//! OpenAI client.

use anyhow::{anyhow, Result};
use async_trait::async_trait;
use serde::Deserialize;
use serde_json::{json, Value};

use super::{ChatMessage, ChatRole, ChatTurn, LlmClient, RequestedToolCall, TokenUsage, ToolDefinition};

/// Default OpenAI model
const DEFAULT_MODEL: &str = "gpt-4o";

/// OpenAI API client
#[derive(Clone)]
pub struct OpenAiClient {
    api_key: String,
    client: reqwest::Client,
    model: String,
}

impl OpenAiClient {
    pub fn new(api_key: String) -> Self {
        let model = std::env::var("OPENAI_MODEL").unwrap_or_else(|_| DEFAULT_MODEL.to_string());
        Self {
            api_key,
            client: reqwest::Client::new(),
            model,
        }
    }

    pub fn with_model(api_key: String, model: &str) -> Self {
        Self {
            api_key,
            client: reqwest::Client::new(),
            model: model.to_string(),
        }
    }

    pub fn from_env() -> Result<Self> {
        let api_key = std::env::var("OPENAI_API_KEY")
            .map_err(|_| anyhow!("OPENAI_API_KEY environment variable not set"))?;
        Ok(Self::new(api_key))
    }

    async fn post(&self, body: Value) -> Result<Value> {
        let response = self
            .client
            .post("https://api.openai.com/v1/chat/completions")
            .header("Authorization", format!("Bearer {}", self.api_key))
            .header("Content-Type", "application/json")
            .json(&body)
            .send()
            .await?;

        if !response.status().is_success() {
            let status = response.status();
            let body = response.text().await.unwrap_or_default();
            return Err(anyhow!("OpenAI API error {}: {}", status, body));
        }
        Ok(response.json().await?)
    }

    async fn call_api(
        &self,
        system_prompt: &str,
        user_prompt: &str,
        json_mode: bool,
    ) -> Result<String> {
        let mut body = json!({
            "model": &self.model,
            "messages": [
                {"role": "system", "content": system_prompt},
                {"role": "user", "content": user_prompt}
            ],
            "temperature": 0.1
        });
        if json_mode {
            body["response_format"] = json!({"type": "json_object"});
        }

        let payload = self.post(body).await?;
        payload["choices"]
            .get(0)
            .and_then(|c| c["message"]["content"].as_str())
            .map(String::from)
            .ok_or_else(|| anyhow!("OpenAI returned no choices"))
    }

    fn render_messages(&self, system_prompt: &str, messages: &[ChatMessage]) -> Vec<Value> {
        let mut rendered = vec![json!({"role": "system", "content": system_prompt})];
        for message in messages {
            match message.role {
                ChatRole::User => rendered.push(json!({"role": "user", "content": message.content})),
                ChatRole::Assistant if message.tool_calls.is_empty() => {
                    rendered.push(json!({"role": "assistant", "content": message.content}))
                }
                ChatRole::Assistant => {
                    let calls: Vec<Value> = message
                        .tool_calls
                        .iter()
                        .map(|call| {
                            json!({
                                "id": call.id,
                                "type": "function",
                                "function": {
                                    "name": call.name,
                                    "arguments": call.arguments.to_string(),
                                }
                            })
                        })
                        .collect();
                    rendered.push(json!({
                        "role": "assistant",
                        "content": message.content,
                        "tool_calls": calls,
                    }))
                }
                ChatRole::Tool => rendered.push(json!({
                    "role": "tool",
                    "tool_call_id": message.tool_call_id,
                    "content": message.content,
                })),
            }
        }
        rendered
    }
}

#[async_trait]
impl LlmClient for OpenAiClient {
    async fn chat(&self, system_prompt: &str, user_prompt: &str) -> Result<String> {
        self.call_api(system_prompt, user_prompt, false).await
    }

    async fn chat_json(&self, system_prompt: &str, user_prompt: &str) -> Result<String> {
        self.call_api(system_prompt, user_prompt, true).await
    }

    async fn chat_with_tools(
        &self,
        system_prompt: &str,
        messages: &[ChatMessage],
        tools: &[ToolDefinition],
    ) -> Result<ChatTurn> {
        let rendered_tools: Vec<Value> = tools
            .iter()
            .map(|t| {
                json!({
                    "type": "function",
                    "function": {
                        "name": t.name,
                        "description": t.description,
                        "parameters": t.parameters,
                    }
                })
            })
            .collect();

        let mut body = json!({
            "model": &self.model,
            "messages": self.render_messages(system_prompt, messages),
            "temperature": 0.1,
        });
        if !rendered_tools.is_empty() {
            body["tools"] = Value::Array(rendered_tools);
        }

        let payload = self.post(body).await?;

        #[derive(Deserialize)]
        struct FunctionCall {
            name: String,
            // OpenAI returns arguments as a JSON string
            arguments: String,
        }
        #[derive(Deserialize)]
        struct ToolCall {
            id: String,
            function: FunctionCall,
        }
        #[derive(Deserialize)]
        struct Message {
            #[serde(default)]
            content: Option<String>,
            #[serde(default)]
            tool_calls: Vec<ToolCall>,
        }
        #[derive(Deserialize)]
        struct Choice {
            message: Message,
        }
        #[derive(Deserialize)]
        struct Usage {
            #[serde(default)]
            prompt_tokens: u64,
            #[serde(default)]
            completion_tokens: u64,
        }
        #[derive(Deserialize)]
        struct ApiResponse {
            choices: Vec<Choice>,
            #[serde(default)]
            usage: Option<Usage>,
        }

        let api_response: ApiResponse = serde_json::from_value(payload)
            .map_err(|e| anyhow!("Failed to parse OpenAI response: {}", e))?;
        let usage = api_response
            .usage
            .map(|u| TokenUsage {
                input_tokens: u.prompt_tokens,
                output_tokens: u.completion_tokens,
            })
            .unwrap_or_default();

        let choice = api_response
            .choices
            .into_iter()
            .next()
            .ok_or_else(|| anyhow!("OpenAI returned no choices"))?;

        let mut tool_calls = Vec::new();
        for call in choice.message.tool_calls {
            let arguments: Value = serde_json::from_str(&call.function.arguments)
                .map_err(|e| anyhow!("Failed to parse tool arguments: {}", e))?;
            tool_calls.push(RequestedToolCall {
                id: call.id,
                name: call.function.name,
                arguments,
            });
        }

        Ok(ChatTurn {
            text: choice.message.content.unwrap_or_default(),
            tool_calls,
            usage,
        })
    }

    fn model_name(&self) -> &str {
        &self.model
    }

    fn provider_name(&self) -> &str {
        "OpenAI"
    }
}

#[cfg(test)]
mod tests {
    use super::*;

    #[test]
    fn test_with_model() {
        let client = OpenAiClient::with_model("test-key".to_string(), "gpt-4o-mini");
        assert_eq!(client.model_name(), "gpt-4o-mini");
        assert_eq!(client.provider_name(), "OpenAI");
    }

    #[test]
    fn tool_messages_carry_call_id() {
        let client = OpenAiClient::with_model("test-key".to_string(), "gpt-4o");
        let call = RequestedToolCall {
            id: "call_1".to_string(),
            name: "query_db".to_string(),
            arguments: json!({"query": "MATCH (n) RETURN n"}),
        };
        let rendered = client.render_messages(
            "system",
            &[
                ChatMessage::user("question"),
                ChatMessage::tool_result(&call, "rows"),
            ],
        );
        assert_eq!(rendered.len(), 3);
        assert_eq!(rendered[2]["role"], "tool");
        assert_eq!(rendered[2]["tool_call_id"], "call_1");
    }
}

• [About this exercise]: Which lines of the records above contain the word "mini"? Show each of them.

• [Output below]:
        let client = OpenAiClient::with_model("test-key".to_string(), "gpt-4o-mini");
        assert_eq!(client.model_name(), "gpt-4o-mini");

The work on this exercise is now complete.